Data in this exercise section start

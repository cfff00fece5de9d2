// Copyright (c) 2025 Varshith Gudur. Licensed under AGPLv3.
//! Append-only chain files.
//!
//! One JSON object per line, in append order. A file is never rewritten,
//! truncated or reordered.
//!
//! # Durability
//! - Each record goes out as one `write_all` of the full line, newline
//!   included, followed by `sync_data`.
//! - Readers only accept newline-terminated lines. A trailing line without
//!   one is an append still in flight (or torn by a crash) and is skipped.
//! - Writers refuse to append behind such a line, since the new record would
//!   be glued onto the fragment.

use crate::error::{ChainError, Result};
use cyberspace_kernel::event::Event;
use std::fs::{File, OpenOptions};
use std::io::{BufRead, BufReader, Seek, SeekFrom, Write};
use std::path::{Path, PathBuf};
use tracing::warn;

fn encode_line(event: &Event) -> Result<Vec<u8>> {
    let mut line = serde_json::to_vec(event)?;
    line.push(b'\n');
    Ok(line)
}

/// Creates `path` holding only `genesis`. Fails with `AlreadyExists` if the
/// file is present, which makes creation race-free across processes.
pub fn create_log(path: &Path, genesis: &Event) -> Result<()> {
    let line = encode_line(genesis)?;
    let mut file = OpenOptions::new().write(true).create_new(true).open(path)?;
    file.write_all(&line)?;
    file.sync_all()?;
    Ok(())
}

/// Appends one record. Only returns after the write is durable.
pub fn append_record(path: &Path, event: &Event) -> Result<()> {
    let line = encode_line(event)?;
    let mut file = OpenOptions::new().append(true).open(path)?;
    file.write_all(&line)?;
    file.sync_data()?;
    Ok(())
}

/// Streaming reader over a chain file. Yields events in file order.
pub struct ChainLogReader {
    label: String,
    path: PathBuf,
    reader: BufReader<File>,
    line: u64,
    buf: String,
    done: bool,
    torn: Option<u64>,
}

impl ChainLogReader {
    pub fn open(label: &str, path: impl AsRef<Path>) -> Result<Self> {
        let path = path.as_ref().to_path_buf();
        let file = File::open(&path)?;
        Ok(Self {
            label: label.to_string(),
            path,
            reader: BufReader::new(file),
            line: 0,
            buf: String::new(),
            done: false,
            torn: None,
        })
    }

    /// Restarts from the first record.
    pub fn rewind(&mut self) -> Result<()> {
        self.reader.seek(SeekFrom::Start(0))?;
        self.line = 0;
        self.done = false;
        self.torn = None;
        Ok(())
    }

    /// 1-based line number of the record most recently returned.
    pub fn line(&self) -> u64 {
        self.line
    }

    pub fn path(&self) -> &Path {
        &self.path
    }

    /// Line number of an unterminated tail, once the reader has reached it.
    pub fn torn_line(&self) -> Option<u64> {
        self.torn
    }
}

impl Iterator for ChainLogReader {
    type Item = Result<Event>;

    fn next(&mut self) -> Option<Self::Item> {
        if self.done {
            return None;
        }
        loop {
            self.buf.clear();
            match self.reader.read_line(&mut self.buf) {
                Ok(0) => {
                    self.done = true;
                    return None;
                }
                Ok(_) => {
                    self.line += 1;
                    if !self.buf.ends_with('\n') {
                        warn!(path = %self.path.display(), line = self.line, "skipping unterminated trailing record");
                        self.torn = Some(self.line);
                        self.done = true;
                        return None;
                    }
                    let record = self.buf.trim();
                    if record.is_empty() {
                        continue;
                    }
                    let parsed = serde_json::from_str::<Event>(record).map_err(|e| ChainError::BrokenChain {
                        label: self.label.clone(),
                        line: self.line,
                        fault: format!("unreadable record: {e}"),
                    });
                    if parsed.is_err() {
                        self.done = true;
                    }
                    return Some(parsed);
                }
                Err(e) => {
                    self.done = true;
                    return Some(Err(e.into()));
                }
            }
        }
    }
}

Data in this exercise section end

Your answer must be the lines above, unchanged, from the first one through the line that holds "let mut line", inclusive, and no others.

repository cfff00fece5de9d2
// Copyright (c) 2025 Varshith Gudur. Licensed under AGPLv3.
//! Append-only chain files.
//!
//! One JSON object per line, in append order. A file is never rewritten,
//! truncated or reordered.
//!
//! # Durability
//! - Each record goes out as one `write_all` of the full line, newline
//!   included, followed by `sync_data`.
//! - Readers only accept newline-terminated lines. A trailing line without
//!   one is an append still in flight (or torn by a crash) and is skipped.
//! - Writers refuse to append behind such a line, since the new record would
//!   be glued onto the fragment.

use crate::error::{ChainError, Result};
use cyberspace_kernel::event::Event;
use std::fs::{File, OpenOptions};
use std::io::{BufRead, BufReader, Seek, SeekFrom, Write};
use std::path::{Path, PathBuf};
use tracing::warn;

fn encode_line(event: &Event) -> Result<Vec<u8>> {
    let mut line = serde_json::to_vec(event)?;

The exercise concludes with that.